Lower Colorado Basin Federal Hazardous Materials Laws
Resource Conservation and Recovery Act (RCRA)
This Act gives the Environmental Protection Agency (EPA) the authority to control hazardous waste from "cradle-to-grave." This includes the generation, transportation, treatment, storage, and disposal of hazardous waste. RCRA also sets forth a framework for the management of non-hazardous wastes. The 1986 amendments to RCRA enable EPA to address environmental problems that could result from underground tanks storing petroleum and other hazardous substances. RCRA focuses only on active and future facilities and does not address abandoned or historical sites.
Comprehensive Environmental Response, Compensation and Liability Act (CERCLA)
This Act creates a Federal "Superfund" to clean up uncontrolled or abandoned hazardous waste sites as well as accidents, spills, and other emergency releases of pollutants and contaminants into the environment. Through the Act, EPA was given power to seek out those parties responsible for any release and assure their cooperation in the cleanup.

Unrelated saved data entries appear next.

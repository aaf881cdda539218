//! Response normalization.
//!
//! The meal API answers in one of two shapes. A populated answer nests the
//! rows under the service name:
//!
//! ```json
//! {"mealServiceDietInfo": [
//!   {"head": [{"list_total_count": 1},
//!             {"RESULT": {"CODE": "INFO-000", "MESSAGE": "정상 처리되었습니다."}}]},
//!   {"row": [{"MLSV_YMD": "20240315", "DDISH_NM": "백미밥<br/>계란국 (1.5.6)"}]}
//! ]}
//! ```
//!
//! Everything else is a bare result code:
//!
//! ```json
//! {"RESULT": {"CODE": "INFO-200", "MESSAGE": "해당하는 데이터가 없습니다."}}
//! ```
//!
//! [`normalize_response`] maps both onto [`FetchOutcome`] or a typed
//! [`ClientError`], always yielding a list of rows regardless of count.

use schoolmeal_core::{DayMenu, RawDayRecord, parse_batch};
use serde::Deserialize;
use serde_json::Value;
use tracing::debug;

use crate::error::{ClientError, Result};

const SERVICE_KEY: &str = "mealServiceDietInfo";
/// Result code for a normal answer.
pub const OK_CODE: &str = "INFO-000";
/// Result code for "no data matches the query".
pub const NO_DATA_CODE: &str = "INFO-200";

const LINE_BREAK_MARKUP: [&str; 3] = ["<br/>", "<br />", "<br>"];

/// Result of a fetch that reached the API and got a well-formed answer.
#[derive(Debug, Clone, PartialEq, Eq)]
pub enum FetchOutcome {
    /// One record per served day, in the order the API returned them.
    Found(Vec<RawDayRecord>),
    /// The API has no meals for the requested dates.
    NotFound { code: String, message: String },
}

impl FetchOutcome {
    /// Returns the fetched records, empty for [`FetchOutcome::NotFound`].
    pub fn records(&self) -> &[RawDayRecord] {
        match self {
            Self::Found(records) => records,
            Self::NotFound { .. } => &[],
        }
    }

    pub fn is_found(&self) -> bool {
        matches!(self, Self::Found(_))
    }

    /// Sorts found records by their raw `YYYYMMDD` date.
    ///
    /// Records without a date sort first; the sort is stable.
    pub fn sort_by_date(&mut self) {
        if let Self::Found(records) = self {
            records.sort_by(|a, b| a.date.cmp(&b.date));
        }
    }

    /// Parses the records into menus, dropping ones with a bad date.
    pub fn menus(&self) -> Vec<DayMenu> {
        parse_batch(self.records())
    }
}

#[derive(Debug, Deserialize)]
struct ApiResult {
    #[serde(rename = "CODE")]
    code: String,
    #[serde(rename = "MESSAGE", default)]
    message: String,
}

/// One API row. Fields of the wrong JSON type read as absent so that a
/// single bad row is skipped by the parser instead of failing the batch.
#[derive(Debug, Deserialize)]
struct MealRow {
    #[serde(rename = "MLSV_YMD", default, deserialize_with = "string_or_none")]
    date: Option<String>,
    #[serde(rename = "DDISH_NM", default, deserialize_with = "string_or_none")]
    dishes: Option<String>,
}

fn string_or_none<'de, D>(deserializer: D) -> std::result::Result<Option<String>, D::Error>
where
    D: serde::Deserializer<'de>,
{
    match Option::<Value>::deserialize(deserializer)? {
        Some(Value::String(text)) => Ok(Some(text)),
        _ => Ok(None),
    }
}

impl From<MealRow> for RawDayRecord {
    fn from(row: MealRow) -> Self {
        RawDayRecord {
            date: row.date,
            dish_listing: row.dishes.as_deref().map(replace_line_breaks).unwrap_or_default(),
        }
    }
}

/// Replaces HTML line-break markup with `\n`.
///
/// # Examples
///
/// ```
/// use schoolmeal_client::replace_line_breaks;
///
/// assert_eq!(replace_line_breaks("밥<br/>국<br>김치"), "밥\n국\n김치");
/// ```
pub fn replace_line_breaks(text: &str) -> String {
    LINE_BREAK_MARKUP
        .iter()
        .fold(text.to_string(), |acc, markup| acc.replace(markup, "\n"))
}

/// Maps a raw response body onto a [`FetchOutcome`].
///
/// # Errors
///
/// - [`ClientError::JsonError`] if `body` is not JSON.
/// - [`ClientError::Api`] for any result code other than success or
///   [`NO_DATA_CODE`].
/// - [`ClientError::MalformedResponse`] if the JSON does not have either
///   known layout.
pub fn normalize_response(body: &str) -> Result<FetchOutcome> {
    let value: Value = serde_json::from_str(body)?;

    if let Some(sections) = value.get(SERVICE_KEY) {
        return parse_sections(sections);
    }

    if let Some(result) = value.get("RESULT") {
        let result = parse_result(result)?;
        return classify_result(result);
    }

    Err(ClientError::MalformedResponse(format!(
        "expected `{SERVICE_KEY}` or `RESULT` at top level"
    )))
}

fn parse_result(value: &Value) -> Result<ApiResult> {
    ApiResult::deserialize(value)
        .map_err(|err| ClientError::MalformedResponse(format!("bad RESULT object: {err}")))
}

fn classify_result(result: ApiResult) -> Result<FetchOutcome> {
    match result.code.as_str() {
        NO_DATA_CODE => Ok(FetchOutcome::NotFound {
            code: result.code,
            message: result.message,
        }),
        OK_CODE => Err(ClientError::MalformedResponse(
            "success result without any rows".to_string(),
        )),
        _ => Err(ClientError::Api {
            code: result.code,
            message: result.message,
        }),
    }
}

fn parse_sections(sections: &Value) -> Result<FetchOutcome> {
    let sections = sections.as_array().ok_or_else(|| {
        ClientError::MalformedResponse(format!("`{SERVICE_KEY}` is not a list"))
    })?;

    let head = sections
        .iter()
        .find_map(|section| section.get("head"))
        .and_then(Value::as_array);
    if let Some(head) = head {
        if let Some(result) = head.iter().find_map(|entry| entry.get("RESULT")) {
            let result = parse_result(result)?;
            if result.code != OK_CODE {
                return classify_result(result);
            }
        }
        let total = head
            .iter()
            .find_map(|entry| entry.get("list_total_count"))
            .and_then(Value::as_u64);
        debug!(?total, "meal response head");
    }

    let rows = sections
        .iter()
        .find_map(|section| section.get("row"))
        .ok_or_else(|| ClientError::MalformedResponse("no `row` section".to_string()))?;
    let rows = Vec::<MealRow>::deserialize(rows)
        .map_err(|err| ClientError::MalformedResponse(format!("bad `row` section: {err}")))?;

    if rows.is_empty() {
        return Ok(FetchOutcome::NotFound {
            code: NO_DATA_CODE.to_string(),
            message: "response contained no rows".to_string(),
        });
    }

    Ok(FetchOutcome::Found(rows.into_iter().map(RawDayRecord::from).collect()))
}
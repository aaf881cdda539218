//! Blocking client for the NEIS school meal open-data API.
//!
//! This crate is the transport side of the menu pipeline: it builds a
//! per-call [`MealRequest`], issues the GET, and normalizes the answer into a
//! [`FetchOutcome`] holding [`RawDayRecord`](schoolmeal_core::RawDayRecord)s
//! ready for the parser in `schoolmeal-core`.
//!
//! # Quick start
//!
//! ```no_run
//! use chrono::NaiveDate;
//! use schoolmeal_client::{ClientConfig, FetchOutcome, MealClient};
//!
//! let config = ClientConfig::new("my-key").with_school("B10", "7010536");
//! let client = MealClient::new(config).unwrap();
//!
//! let day = NaiveDate::from_ymd_opt(2024, 3, 15).unwrap();
//! match client.fetch_day(day).unwrap() {
//!     FetchOutcome::Found(records) => println!("{} row(s)", records.len()),
//!     FetchOutcome::NotFound { message, .. } => println!("no meal: {message}"),
//! }
//! ```
//!
//! Responses saved to disk can be normalized without a network round trip
//! through [`normalize_response`].

pub mod calendar;
mod client;
mod config;
mod error;
mod request;
mod response;
mod transport;

pub use client::MealClient;
pub use config::{
    ClientConfig, DEFAULT_BASE_URL, DEFAULT_OFFICE_CODE, DEFAULT_SCHOOL_CODE, DEFAULT_TIMEOUT_SECS,
};
pub use error::{ClientError, Result};
pub use request::{DateQuery, MealRequest};
pub use response::{FetchOutcome, NO_DATA_CODE, OK_CODE, normalize_response, replace_line_breaks};
pub use transport::{Transport, UreqTransport};
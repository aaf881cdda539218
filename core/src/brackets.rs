//! Bracket-group extraction and classification for dish lines.
//!
//! A dish line such as `계란국 (추가) (1.5.6.18)` carries its annotations in
//! parenthesized groups. These helpers pull the groups out, decide which one
//! (if any) is the allergen code, and produce the bare display name.

use regex::Regex;
use std::sync::LazyLock;

// SAFETY: These regexes are compile-time constants and are validated by tests.
static GROUP_RE: LazyLock<Regex> =
    LazyLock::new(|| Regex::new(r"\((.*?)\)").expect("static regex must compile"));
static GROUP_WITH_LEADING_SPACE_RE: LazyLock<Regex> =
    LazyLock::new(|| Regex::new(r"\s*\(.*?\)").expect("static regex must compile"));

/// Bracket groups of one line, split into the code group and the options.
#[derive(Debug, Clone, PartialEq, Eq, Default)]
pub struct BracketSplit<'a> {
    pub code: Option<&'a str>,
    pub options: Vec<&'a str>,
}

/// Returns the contents of every `(...)` group in `line`, left to right.
///
/// Matching is non-greedy, so `A (x) (y)` yields `["x", "y"]`. An unmatched
/// parenthesis contributes nothing.
///
/// # Examples
///
/// ```
/// use schoolmeal_core::extract_groups;
///
/// assert_eq!(extract_groups("A (x) (y)"), vec!["x", "y"]);
/// assert!(extract_groups("김치 (5").is_empty());
/// ```
pub fn extract_groups(line: &str) -> Vec<&str> {
    GROUP_RE
        .captures_iter(line)
        .filter_map(|caps| caps.get(1))
        .map(|m| m.as_str())
        .collect()
}

/// Returns `true` if `group` is one or more ASCII digits and periods and
/// nothing else (e.g. `1.5.6.18`, `13`, `5.`).
pub fn is_code_group(group: &str) -> bool {
    !group.is_empty() && group.chars().all(|ch| ch.is_ascii_digit() || ch == '.')
}

/// Splits extracted groups into the code and the options.
///
/// Only the last group is a code candidate. When it qualifies, the groups
/// before it become options; otherwise every group is an option.
///
/// # Examples
///
/// ```
/// use schoolmeal_core::classify_last_group;
///
/// let split = classify_last_group(&["추가", "1.5.6.18"]);
/// assert_eq!(split.code, Some("1.5.6.18"));
/// assert_eq!(split.options, vec!["추가"]);
///
/// let split = classify_last_group(&["1.2", "매운맛"]);
/// assert_eq!(split.code, None);
/// assert_eq!(split.options, vec!["1.2", "매운맛"]);
/// ```
pub fn classify_last_group<'a>(groups: &[&'a str]) -> BracketSplit<'a> {
    match groups.split_last() {
        Some((last, rest)) if is_code_group(last) => BracketSplit {
            code: Some(*last),
            options: rest.to_vec(),
        },
        _ => BracketSplit {
            code: None,
            options: groups.to_vec(),
        },
    }
}

/// Removes every bracket group (and the whitespace just before it) from
/// `line`, drops any leftover unmatched parenthesis, and collapses runs of
/// whitespace.
///
/// # Examples
///
/// ```
/// use schoolmeal_core::strip_groups;
///
/// assert_eq!(strip_groups("계란국 (추가) (1.5.6.18)"), "계란국");
/// assert_eq!(strip_groups("김치 (5"), "김치 5");
/// ```
pub fn strip_groups(line: &str) -> String {
    let removed = GROUP_WITH_LEADING_SPACE_RE.replace_all(line, "");
    removed
        .replace(['(', ')'], " ")
        .split_whitespace()
        .collect::<Vec<_>>()
        .join(" ")
}

#[cfg(test)]
mod tests {
    use super::*;

    #[test]
    fn test_extract_groups_is_non_greedy() {
        assert_eq!(extract_groups("A (x) (y)"), vec!["x", "y"]);
        assert_eq!(extract_groups("A(x)B(y)C"), vec!["x", "y"]);
    }

    #[test]
    fn test_extract_groups_without_brackets() {
        assert!(extract_groups("백미밥").is_empty());
        assert!(extract_groups("").is_empty());
    }

    #[test]
    fn test_extract_groups_nested_takes_shortest_span() {
        // Content runs to the first closing paren.
        assert_eq!(extract_groups("떡(쌀(국산))"), vec!["쌀(국산"]);
    }

    #[test]
    fn test_extract_groups_keeps_empty_group() {
        assert_eq!(extract_groups("밥 ()"), vec![""]);
    }

    #[test]
    fn test_is_code_group() {
        assert!(is_code_group("1.5.6.18"));
        assert!(is_code_group("13"));
        assert!(is_code_group("5."));
        assert!(is_code_group("."));
        assert!(!is_code_group(""));
        assert!(!is_code_group("1,2"));
        assert!(!is_code_group("추가"));
        assert!(!is_code_group(" 13"));
        assert!(!is_code_group("１３"));
    }

    #[test]
    fn test_classify_trailing_code() {
        let split = classify_last_group(&["추가", "1.5.6.18"]);
        assert_eq!(split.code, Some("1.5.6.18"));
        assert_eq!(split.options, vec!["추가"]);
    }

    #[test]
    fn test_classify_code_only_when_last() {
        let split = classify_last_group(&["5.6", "추가"]);
        assert_eq!(split.code, None);
        assert_eq!(split.options, vec!["5.6", "추가"]);
    }

    #[test]
    fn test_classify_no_groups() {
        let split = classify_last_group(&[]);
        assert_eq!(split, BracketSplit::default());
    }

    #[test]
    fn test_classify_empty_last_group_is_option() {
        let split = classify_last_group(&[""]);
        assert_eq!(split.code, None);
        assert_eq!(split.options, vec![""]);
    }

    #[test]
    fn test_strip_groups_removes_code_and_options() {
        assert_eq!(strip_groups("계란국 (추가) (1.5.6.18)"), "계란국");
        assert_eq!(strip_groups("백미밥"), "백미밥");
    }

    #[test]
    fn test_strip_groups_keeps_text_between_groups() {
        assert_eq!(strip_groups("A (x) B (1.2)"), "A B");
        assert_eq!(strip_groups("A(x)B"), "AB");
    }

    #[test]
    fn test_strip_groups_never_leaves_parens() {
        for line in ["김치 (5", "김치 5)", "떡(쌀(국산))", ")(", "((a)"] {
            let name = strip_groups(line);
            assert!(
                !name.contains('(') && !name.contains(')'),
                "{line:?} -> {name:?}"
            );
        }
    }
}
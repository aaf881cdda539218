//! Client configuration.
//!
//! Holds the fixed identifying parameters every request carries: the API key,
//! the education office code, and the school code. Loaded from YAML; any
//! field left out takes its default.
//!
//! # Example YAML
//!
//! ```yaml
//! api_key: "0123456789abcdef"
//! base_url: "https://open.neis.go.kr/hub/mealServiceDietInfo"
//! office_code: "B10"
//! school_code: "7010536"
//! timeout_secs: 15
//! ```

use std::io::{BufReader, BufWriter};
use std::path::Path;

use serde::{Deserialize, Serialize};

use crate::error::{ClientError, Result};

/// Meal service endpoint of the NEIS open-data hub.
pub const DEFAULT_BASE_URL: &str = "https://open.neis.go.kr/hub/mealServiceDietInfo";
/// Seoul Metropolitan Office of Education.
pub const DEFAULT_OFFICE_CODE: &str = "B10";
pub const DEFAULT_SCHOOL_CODE: &str = "7010536";
pub const DEFAULT_TIMEOUT_SECS: u64 = 15;

/// Settings shared by every request a [`MealClient`](crate::MealClient) makes.
///
/// # Examples
///
/// ```
/// use schoolmeal_client::ClientConfig;
///
/// let config = ClientConfig::new("my-key");
/// assert_eq!(config.office_code, "B10");
/// assert!(config.validate().is_ok());
/// assert!(ClientConfig::default().validate().is_err());
/// ```
#[derive(Debug, Clone, PartialEq, Eq, Serialize, Deserialize)]
#[serde(default)]
pub struct ClientConfig {
    /// Open-data API key, sent as `KEY`.
    pub api_key: String,
    /// Endpoint URL without a query string.
    pub base_url: String,
    /// Education office code, sent as `ATPT_OFCDC_SC_CODE`.
    pub office_code: String,
    /// School code, sent as `SD_SCHUL_CODE`.
    pub school_code: String,
    /// Per-request timeout in seconds.
    pub timeout_secs: u64,
}

impl Default for ClientConfig {
    fn default() -> Self {
        Self {
            api_key: String::new(),
            base_url: DEFAULT_BASE_URL.to_string(),
            office_code: DEFAULT_OFFICE_CODE.to_string(),
            school_code: DEFAULT_SCHOOL_CODE.to_string(),
            timeout_secs: DEFAULT_TIMEOUT_SECS,
        }
    }
}

impl ClientConfig {
    /// Creates a config with the given key and default everything else.
    pub fn new(api_key: impl Into<String>) -> Self {
        Self {
            api_key: api_key.into(),
            ..Self::default()
        }
    }

    /// Replaces the office and school codes.
    pub fn with_school(
        mut self,
        office_code: impl Into<String>,
        school_code: impl Into<String>,
    ) -> Self {
        self.office_code = office_code.into();
        self.school_code = school_code.into();
        self
    }

    /// Loads configuration from a YAML file.
    ///
    /// # Errors
    ///
    /// Returns [`IoError`](ClientError::IoError) if the file cannot be read,
    /// or [`YamlError`](ClientError::YamlError) if parsing fails.
    pub fn load(path: impl AsRef<Path>) -> Result<Self> {
        let file = std::fs::File::open(path)?;
        let reader = BufReader::new(file);
        let config = serde_yaml::from_reader(reader)?;
        Ok(config)
    }

    /// Saves the configuration as YAML.
    ///
    /// # Errors
    ///
    /// Returns [`IoError`](ClientError::IoError) if the file cannot be
    /// written, or [`YamlError`](ClientError::YamlError) if serialization
    /// fails.
    pub fn save(&self, path: impl AsRef<Path>) -> Result<()> {
        let file = std::fs::File::create(path)?;
        let writer = BufWriter::new(file);
        serde_yaml::to_writer(writer, self)?;
        Ok(())
    }

    /// Checks that every value a request needs is present.
    ///
    /// # Errors
    ///
    /// Returns [`InvalidConfig`](ClientError::InvalidConfig) naming the first
    /// empty field.
    pub fn validate(&self) -> Result<()> {
        let required = [
            ("api_key", &self.api_key),
            ("base_url", &self.base_url),
            ("office_code", &self.office_code),
            ("school_code", &self.school_code),
        ];
        for (field, value) in required {
            if value.trim().is_empty() {
                return Err(ClientError::InvalidConfig(format!("{field} is empty")));
            }
        }
        if self.timeout_secs == 0 {
            return Err(ClientError::InvalidConfig("timeout_secs must be positive".into()));
        }
        Ok(())
    }
}

#[cfg(test)]
mod tests {
    use super::*;

    #[test]
    fn test_partial_yaml_takes_defaults() {
        let yaml = "api_key: abc\nschool_code: \"7000001\"\n";
        let config: ClientConfig = serde_yaml::from_str(yaml).unwrap();
        assert_eq!(config.api_key, "abc");
        assert_eq!(config.school_code, "7000001");
        assert_eq!(config.office_code, DEFAULT_OFFICE_CODE);
        assert_eq!(config.base_url, DEFAULT_BASE_URL);
        assert_eq!(config.timeout_secs, DEFAULT_TIMEOUT_SECS);
    }

    #[test]
    fn test_validate_names_empty_field() {
        let err = ClientConfig::new("key").with_school(" ", "1").validate().unwrap_err();
        assert!(matches!(err, ClientError::InvalidConfig(ref msg) if msg.contains("office_code")));
    }

    #[test]
    fn test_validate_rejects_zero_timeout() {
        let mut config = ClientConfig::new("key");
        config.timeout_secs = 0;
        assert!(config.validate().is_err());
    }
}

EPA cleans up orphan sites when potentially responsible parties cannot be identified or located, or when they fail to act. Through various enforcement tools, EPA also recovers costs from financially viable individuals and companies once a response action has been completed.
Clean Air Act (CAA)
EPA sets limits on how much of a pollutant can be in the air anywhere in the United States. The law allows individual states to have stronger pollution controls, but states are not allowed to have weaker pollution controls than those set for the whole country.
States develop state implementation plans (SIPS) that explain how each state will do its job under the CAA. A SIPS is a collection of the regulations a state will use to clean up polluted areas. States must involve the public, through hearings and opportunities to comment, in the development of each state's implementation plan.
National Resource Damage Assessment (NRDA)
This is the process of collecting, compiling, and analyzing information, statistics, or data to determine the extent of injuries to natural resources from hazardous substance releases or oil discharges and to determine appropriate ways of restoring and compensating for those injuries.
Environmental Management System (EMS)
An EMS is a continual cycle of planning, implementing, reviewing and improving the processes and actions that an organization undertakes to meet its business and environmental goals.